See here for an explanation – http://www.dpi.vic.gov.au/agriculture/about-agriculture/newsletters-and-updates/newsletters/milking-the-weather/june-2011/sam

It seems associated with solar UV variability.
http://www.nature.com/ngeo/journal/v4/n11/full/ngeo1282.html
http://www.nipccreport.org/articles/2011/nov/2nov2011a3.html
http://www.ncas.ac.uk/index.php?option=com_content&view=article&id=890:solar-forcing-of-winter-climate-variability-in-the-northern-hemisphere&catid=53:current-news&Itemid=299

Which probably has decadal to centennial and longer variability. Here is an example of Hale cycle variability over the 20th Century.
http://www-ssc.igpp.ucla.edu/personnel/russell/papers/731/731index.htm
http://www-ssc.igpp.ucla.edu/personnel/russell/papers/731/fig1.gif
http://iopscience.iop.org/1748-9326/5/2/024001/fulltext/

The shift in atmospheric mass associated with sea level pressure changes at the poles must be linked to currents – in particular the Californian and Peruvian Currents – and therefore upwelling in the eastern Pacific.
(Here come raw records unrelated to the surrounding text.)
use assert_cmd::prelude::*;
use predicates::prelude::*;
use std::process::Command;

/// `bl db migrate` then `bl db status` against a live database.
///
/// Skipped if BL_DATABASE_URL is not set.
#[test]
fn db_status_reports_records_table_after_migrate() -> anyhow::Result<()> {
    let url = match std::env::var(bl_db::ENV_DB_URL) {
        Ok(v) => v,
        Err(_) => {
            eprintln!("SKIP: BL_DATABASE_URL not set");
            return Ok(());
        }
    };

    Command::cargo_bin("bl")?
        .env(bl_db::ENV_DB_URL, &url)
        .args(["db", "migrate"])
        .assert()
        .success()
        .stdout(predicate::str::contains("migrations_applied=true"));

    Command::cargo_bin("bl")?
        .env(bl_db::ENV_DB_URL, &url)
        .args(["db", "status"])
        .assert()
        .success()
        .stdout(predicate::str::contains("db_ok=true has_records_table=true"));
    Ok(())
}
use thiserror::Error;

pub type ProcureResult<T> = Result<T, ProcureError>;

/// Why an authorization check refused the caller.
///
/// `SecondFactorRequired` is kept apart from the other reasons so that
/// front ends can route the caller into a challenge flow instead of showing
/// a generic failure.
#[derive(Debug, Clone, PartialEq, Eq, Error)]
pub enum AuthorizationFailure {
    #[error("second factor required for this session")]
    SecondFactorRequired,
    #[error("invalid one-time code")]
    InvalidCode,
    #[error("{0}")]
    NotPermitted(String),
}

/// Error taxonomy for every procurement operation.
///
/// All variants except an exhausted `Consistency` are recoverable by the
/// caller (fix input, refresh and retry, re-authenticate).
#[derive(Debug, Clone, PartialEq, Eq, Error)]
pub enum ProcureError {
    /// Malformed or missing input.
    #[error("validation failed: {0}")]
    Validation(String),

    /// Operation inconsistent with the entity's current state. `state` is
    /// the state observed so the caller can refresh.
    #[error("{entity} {id} is {state}: {reason}")]
    Conflict {
        entity: &'static str,
        id: String,
        state: String,
        reason: String,
    },

    #[error("not authorized: {0}")]
    Authorization(AuthorizationFailure),

    #[error("{entity} {id} not found")]
    NotFound { entity: &'static str, id: String },

    /// A multi-record unit of work could not be committed within the bounded
    /// number of attempts. Nothing was applied.
    #[error("{operation} could not be committed after {attempts} attempts: {reason}")]
    Consistency {
        operation: &'static str,
        attempts: u32,
        reason: String,
    },

    /// The record store or an external collaborator failed transiently.
    #[error("unavailable: {0}")]
    Unavailable(String),
}

impl ProcureError {
    pub fn validation(msg: impl Into<String>) -> Self {
        Self::Validation(msg.into())
    }

    pub fn conflict(
        entity: &'static str,
        id: impl Into<String>,
        state: impl Into<String>,
        reason: impl Into<String>,
    ) -> Self {
        Self::Conflict {
            entity,
            id: id.into(),
            state: state.into(),
            reason: reason.into(),
        }
    }

    pub fn not_found(entity: &'static str, id: impl Into<String>) -> Self {
        Self::NotFound {
            entity,
            id: id.into(),
        }
    }

    pub fn not_permitted(reason: impl Into<String>) -> Self {
        Self::Authorization(AuthorizationFailure::NotPermitted(reason.into()))
    }

    pub fn second_factor_required() -> Self {
        Self::Authorization(AuthorizationFailure::SecondFactorRequired)
    }

    /// Stable machine-readable tag, used in HTTP bodies and logs.
    pub fn kind(&self) -> &'static str {
        match self {
            Self::Validation(_) => "validation",
            Self::Conflict { .. } => "conflict",
            Self::Authorization(_) => "authorization",
            Self::NotFound { .. } => "not_found",
            Self::Consistency { .. } => "consistency",
            Self::Unavailable(_) => "unavailable",
        }
    }

    pub fn is_transient(&self) -> bool {
        matches!(self, Self::Consistency { .. } | Self::Unavailable(_))
    }
}
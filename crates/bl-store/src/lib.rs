//! bl-store
//!
//! The Record Store: the only shared mutable resource in the system.
//!
//! - Reads go through per-entity repository traits.
//! - Writes go through [`Transactional::commit`] only. A [`WriteBatch`] is a
//!   set of conditional puts (create-if-absent or compare-and-swap on the
//!   record version) applied all-or-nothing.
//! - Every commit is announced on the [`ChangeFeed`]; [`LiveQuery`] turns that
//!   into restartable snapshot streams.
//!
//! No implementation may hold an in-process lock across an `.await`.

mod batch;
mod deps;
mod entity;
mod live;
mod mem;
mod repo;
mod retry;

pub use batch::{Change, Expect, Mutation, WriteBatch};
pub use deps::ServiceDeps;
pub use entity::{Collection, Entity, Record};
pub use live::{LiveQuery, LiveSource, ProfileQuery, SnapshotStream, READ_RETRY_BACKOFF};
pub use mem::MemStore;
pub use repo::{
    BidQuery, BidRepository, ChangeFeed, ProfileRepository, RfqQuery, RfqRepository,
    SecondFactorRepository, ShipmentQuery, ShipmentRepository, Store, Transactional,
};
pub use retry::{RetryPolicy, TxError};

use thiserror::Error;

#[derive(Debug, Clone, PartialEq, Eq, Error)]
pub enum StoreError {
    /// A batch expectation did not hold; nothing was written.
    #[error("write contention on {collection}/{id}: {detail}")]
    Contention {
        collection: &'static str,
        id: String,
        detail: String,
    },
    #[error("store backend error: {0}")]
    Backend(String),
    #[error("record serialization error: {0}")]
    Serialization(String),
}

pub type StoreResult<T> = Result<T, StoreError>;

/// A stored value together with the version it was read at.
#[derive(Debug, Clone, PartialEq, Eq)]
pub struct Versioned<T> {
    pub value: T,
    pub version: u64,
}

impl<T> Versioned<T> {
    pub fn into_value(self) -> T {
        self.value
    }
}

impl From<StoreError> for bl_schemas::ProcureError {
    fn from(e: StoreError) -> Self {
        match e {
            StoreError::Contention { .. } => bl_schemas::ProcureError::Consistency {
                operation: "commit",
                attempts: 1,
                reason: e.to_string(),
            },
            other => bl_schemas::ProcureError::Unavailable(other.to_string()),
        }
    }
}
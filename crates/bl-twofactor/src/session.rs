use bl_schemas::PrincipalId;
use chrono::{DateTime, Utc};
use serde::Serialize;
use uuid::Uuid;

/// One authenticated login of a principal.
///
/// `second_factor_verified` starts `false` and can only be flipped by the
/// gate after a successful confirmation or challenge.
#[derive(Debug, Clone, PartialEq, Eq, Serialize)]
pub struct Session {
    id: Uuid,
    principal: PrincipalId,
    started_at: DateTime<Utc>,
    second_factor_verified: bool,
}

impl Session {
    /// Fresh login. Always unverified.
    pub fn start(principal: PrincipalId, now: DateTime<Utc>) -> Self {
        Self::with_id(Uuid::new_v4(), principal, now)
    }

    pub fn with_id(id: Uuid, principal: PrincipalId, now: DateTime<Utc>) -> Self {
        Self {
            id,
            principal,
            started_at: now,
            second_factor_verified: false,
        }
    }

    pub fn id(&self) -> Uuid {
        self.id
    }

    pub fn principal(&self) -> &PrincipalId {
        &self.principal
    }

    pub fn started_at(&self) -> DateTime<Utc> {
        self.started_at
    }

    pub fn is_second_factor_verified(&self) -> bool {
        self.second_factor_verified
    }

    pub(crate) fn mark_second_factor_verified(&mut self) {
        self.second_factor_verified = true;
    }
}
Although with lags and complex feedbacks – I don’t know how that could ever be proved. But it remains the only extant theory for the PDO.

I doubt if we know what the causes of recent warming were – if the satellite data is so unreliable that the implied albedo changes causing most of the warming are moot. Where is the future? It seems more likely to be more negative SAM and NAM on trend, negative PDO and declining solar activity. This must lead to cooler NH winters and cooler temps. generally.